Mercoledì, 22 Novembre 2017

La storia sconosciuta della festa di Halloween

La storia sconosciuta della festa di Halloween Featured

Riflessioni storico-sociologiche su un appuntamento tanto amato quanto odiato

Ormai, nell’eterna, patologica fanciullezza del nostro mondo occidentale che ha dimenticato il bisogno e cerca di cancellare persino il passare degli anni (che nessuno vuole chiamare più vecchiaia), nella nostra esperienza comune c’è il vedersi attorniati, tra il 31 ottobre ed il 1° novembre, da torme di bambini, adolescenti, giovani donne e uomini e
anche qualche adulto che, con ritornello stucchevole ed un po’ cretino fermano tutti o bussano alle porte chiedendo: “Dolcetto o scherzetto”? Non mi addentro sul completo e preoccupante disinteresse culturale relativo alla
festa e alle sue origini che, nella stragrande maggioranza dei casi, caratterizza i fedelissimi di questo appuntamento carnevalesco di mezzo autunno; né mi soffermerò sulle interessanti
riflessioni religiose (a metà strada tra l’esorcistico ed il teologico) che molti esperti regolarmente condividono dalle colonne dei giornali e dalle pagine di Internet con migliaia
di genitori, giovani ed adulti interessati alla cosa. Non farò questo. Io cerco, nel mio piccolo, di fare ricerca storica, nel tempo che mi rimane tra i miei impegni professionali, familiari e personali, e quindi oggi, ai miei affezionati lettori,
regalerò una piccola chicca che credo piacerà loro moltissimo. L’origine di questa festa celtica sta nel fatto che, per quella cultura affascinante e scomparsa, l’anno si divideva in una metà più luminosa ed un’altra più buia: il passaggio
tra le due metà avveniva proprio tra il 31 ottobre ed il 1 novembre.

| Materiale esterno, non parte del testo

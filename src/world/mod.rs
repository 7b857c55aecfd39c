// world/ - Wave math
//
// Pure functions that shape the water surface.
// No state, no allocation - just math.

mod waves;
mod wake;

pub use waves::*;
pub use wake::*;
//! Peer dispatcher: routes each inbound datagram to its sender's proxy.
//!
//! The server has one socket for everybody, so the sender's address is
//! the only thing that says which player a datagram belongs to. The
//! dispatcher keeps the address → [`ClientProxy`] registry, creates a
//! proxy the first time an address shows up, and drops it once that peer
//! has left.

use std::collections::HashMap;

use nim_game::{GameConfig, GameSession, Outbound, SessionBroker, SessionId};
use nim_transport::PeerAddr;

use crate::proxy::ClientProxy;

/// Everything a proxy can act on: the broker and the paired sessions.
///
/// A half-formed session lives in the broker; once paired it moves into
/// `active` and is owned there until one of its players quits.
#[derive(Debug)]
pub(crate) struct SessionHost {
    pub(crate) broker: SessionBroker,
    pub(crate) active: HashMap<SessionId, GameSession>,
}

impl SessionHost {
    /// Looks `id` up among paired sessions, then the broker's pending one.
    pub(crate) fn session_mut(
        &mut self,
        id: SessionId,
    ) -> Option<&mut GameSession> {
        match self.active.get_mut(&id) {
            Some(session) => Some(session),
            None => self.broker.pending_mut(id),
        }
    }
}

/// Address-keyed registry of client proxies.
///
/// Purely in-memory: [`dispatch`](Self::dispatch) takes the bytes and
/// sender of one datagram and returns the datagrams to send in response.
/// The socket itself belongs to [`NimServer`](crate::NimServer).
#[derive(Debug)]
pub struct PeerDispatcher {
    proxies: HashMap<PeerAddr, ClientProxy>,
    host: SessionHost,
}

impl PeerDispatcher {
    /// Creates an empty dispatcher whose sessions start from `config`.
    pub fn new(config: GameConfig) -> Self {
        Self {
            proxies: HashMap::new(),
            host: SessionHost {
                broker: SessionBroker::new(config),
                active: HashMap::new(),
            },
        }
    }

    /// Routes one datagram from `from` and returns the resulting
    /// notifications, in send order.
    ///
    /// Malformed datagrams are logged and dropped; they never affect any
    /// session and never stop the caller's loop.
    pub fn dispatch(&mut self, from: PeerAddr, datagram: &[u8]) -> Vec<Outbound> {
        let proxy = self.proxies.entry(from).or_insert_with(|| {
            tracing::debug!(peer = %from, "new peer");
            ClientProxy::new(from)
        });

        match proxy.process(datagram, &mut self.host) {
            Ok(processed) => {
                for peer in &processed.departed {
                    if self.proxies.remove(peer).is_some() {
                        tracing::debug!(%peer, "peer removed");
                    }
                }
                processed.outbound
            }
            Err(e) => {
                tracing::warn!(
                    peer = %from,
                    len = datagram.len(),
                    error = %e,
                    "dropping malformed datagram"
                );
                Vec::new()
            }
        }
    }

    /// Returns the proxy registered for `peer`, if any.
    pub fn proxy(&self, peer: PeerAddr) -> Option<&ClientProxy> {
        self.proxies.get(&peer)
    }

    /// Returns the number of registered peers.
    pub fn peer_count(&self) -> usize {
        self.proxies.len()
    }

    /// Returns a paired session by ID.
    pub fn session(&self, id: SessionId) -> Option<&GameSession> {
        self.host.active.get(&id)
    }

    /// Returns the number of paired sessions.
    pub fn session_count(&self) -> usize {
        self.host.active.len()
    }

    /// Returns the session waiting for a second player, if any.
    pub fn pending_session(&self) -> Option<&GameSession> {
        self.host.broker.pending()
    }
}

impl Default for PeerDispatcher {
    fn default() -> Self {
        Self::new(GameConfig::default())
    }
}
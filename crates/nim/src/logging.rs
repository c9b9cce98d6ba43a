//! Tracing subscriber setup shared by the binaries.

use tracing_subscriber::util::TryInitError;
use tracing_subscriber::{fmt, prelude::*, EnvFilter};

/// Installs the global subscriber.
///
/// `RUST_LOG` wins when set; otherwise the level is `info`, or `debug`
/// when `verbose` is on. Output goes to stderr so stdout stays free for
/// the client's board.
pub fn init(verbose: bool) -> Result<(), TryInitError> {
    let level = if verbose { "debug" } else { "info" };
    let filter = EnvFilter::try_from_default_env()
        .unwrap_or_else(|_| EnvFilter::new(level));

    tracing_subscriber::registry()
        .with(filter)
        .with(fmt::layer().with_target(false).with_writer(std::io::stderr))
        .try_init()
}
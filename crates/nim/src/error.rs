//! Unified error type for the Nim crates.

use nim_protocol::ProtocolError;
use nim_transport::TransportError;

/// Top-level error that wraps all crate-specific errors.
///
/// The `#[from]` attribute on each variant auto-generates `From` impls,
/// so the `?` operator converts sub-crate errors automatically.
#[derive(Debug, thiserror::Error)]
pub enum NimError {
    /// A transport-level error (bind, send, receive, resolve).
    #[error(transparent)]
    Transport(#[from] TransportError),

    /// A protocol-level error (unknown tag, truncated, bad field).
    #[error(transparent)]
    Protocol(#[from] ProtocolError),
}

La festa celtica era detta Samhain perché iniziava l’Oiche Shamnha (il 31 ottobre) e terminava alle prime luci dell’alba di La Na Marbh, il giorno dopo ed in quella notte di spiriti inquieti ci si vestiva in maniera piuttosto originale e fantasmagorica per tenere
lontane da sé presenza che potevano essere inquietanti. Questa è la storia, quella lontana, quella che a volte non finisce nemmeno nei manuali scolastici e nei saggi perché, in fondo, non frega a nessuno (tranne che a me).
Di quei riti lontanissimi e primitivi, di quel mondo aurorale di pensiero e ragione non rimane che l’estenuazione di una festa che, come tante altre cose, compreso il Natale,
ahimé, spesso è solo la scusa o l’appuntamento per promozioni, sconti, offerte e frenesie commerciali. Rimane intorno a noi da una parte l’ingenua allegria simil-carnascialesca dei tanti
bimbi vestiti da mostri, streghe e stregoni e l’idiozia galoppante di cinquantenni allo sbaraglio che ancora credono di poter volare su una scopa che invece, più probabilmente, li
aspetta a casa tra le mani arrabbiate di una moglie stanca di sopportare oltre a quelli adolescenti, anche un altro figlio però coi capelli bianchi.